WORK INSTRUCTION
Search the listing for the word "database". Copy every line where it is found.

STORED DATA
=-=-=

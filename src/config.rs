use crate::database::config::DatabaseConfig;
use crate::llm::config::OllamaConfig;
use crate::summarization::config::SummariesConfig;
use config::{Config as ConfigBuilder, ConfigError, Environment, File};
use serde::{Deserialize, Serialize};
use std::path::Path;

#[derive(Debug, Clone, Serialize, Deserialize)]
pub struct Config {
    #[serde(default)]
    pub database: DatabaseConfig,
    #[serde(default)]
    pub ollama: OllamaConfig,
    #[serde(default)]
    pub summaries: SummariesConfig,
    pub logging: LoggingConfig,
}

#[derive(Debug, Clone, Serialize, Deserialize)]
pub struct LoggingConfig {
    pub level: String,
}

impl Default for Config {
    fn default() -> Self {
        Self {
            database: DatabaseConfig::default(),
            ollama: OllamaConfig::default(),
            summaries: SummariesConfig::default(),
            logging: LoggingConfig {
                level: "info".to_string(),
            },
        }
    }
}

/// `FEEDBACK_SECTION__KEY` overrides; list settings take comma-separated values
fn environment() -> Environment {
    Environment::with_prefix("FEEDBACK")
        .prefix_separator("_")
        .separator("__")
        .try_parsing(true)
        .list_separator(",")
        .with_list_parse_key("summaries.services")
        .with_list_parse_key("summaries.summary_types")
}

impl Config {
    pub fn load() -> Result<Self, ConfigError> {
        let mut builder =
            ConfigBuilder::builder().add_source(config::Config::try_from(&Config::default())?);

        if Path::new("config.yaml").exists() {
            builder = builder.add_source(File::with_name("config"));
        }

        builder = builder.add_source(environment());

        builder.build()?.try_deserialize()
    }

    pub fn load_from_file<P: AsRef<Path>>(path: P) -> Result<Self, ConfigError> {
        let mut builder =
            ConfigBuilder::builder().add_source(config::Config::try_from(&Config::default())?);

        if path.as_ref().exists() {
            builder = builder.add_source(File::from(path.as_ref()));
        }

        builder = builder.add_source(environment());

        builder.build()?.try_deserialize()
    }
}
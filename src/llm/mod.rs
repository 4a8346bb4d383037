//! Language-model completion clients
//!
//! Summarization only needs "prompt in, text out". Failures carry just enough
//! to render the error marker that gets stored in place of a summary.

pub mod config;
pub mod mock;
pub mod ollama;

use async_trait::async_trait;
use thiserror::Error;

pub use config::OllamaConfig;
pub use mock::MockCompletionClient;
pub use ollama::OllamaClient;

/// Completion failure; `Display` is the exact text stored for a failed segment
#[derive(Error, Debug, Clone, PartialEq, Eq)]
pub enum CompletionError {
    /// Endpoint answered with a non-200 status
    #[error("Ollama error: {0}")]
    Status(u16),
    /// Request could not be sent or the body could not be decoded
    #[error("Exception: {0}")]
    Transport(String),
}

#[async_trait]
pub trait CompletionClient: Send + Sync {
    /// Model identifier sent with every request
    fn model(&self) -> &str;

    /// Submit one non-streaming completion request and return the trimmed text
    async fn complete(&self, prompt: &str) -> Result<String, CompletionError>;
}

=-=-=

ANSWER SPACE
use crate::database::config::DatabaseConfig;
    pub database: DatabaseConfig,
            database: DatabaseConfig::default(),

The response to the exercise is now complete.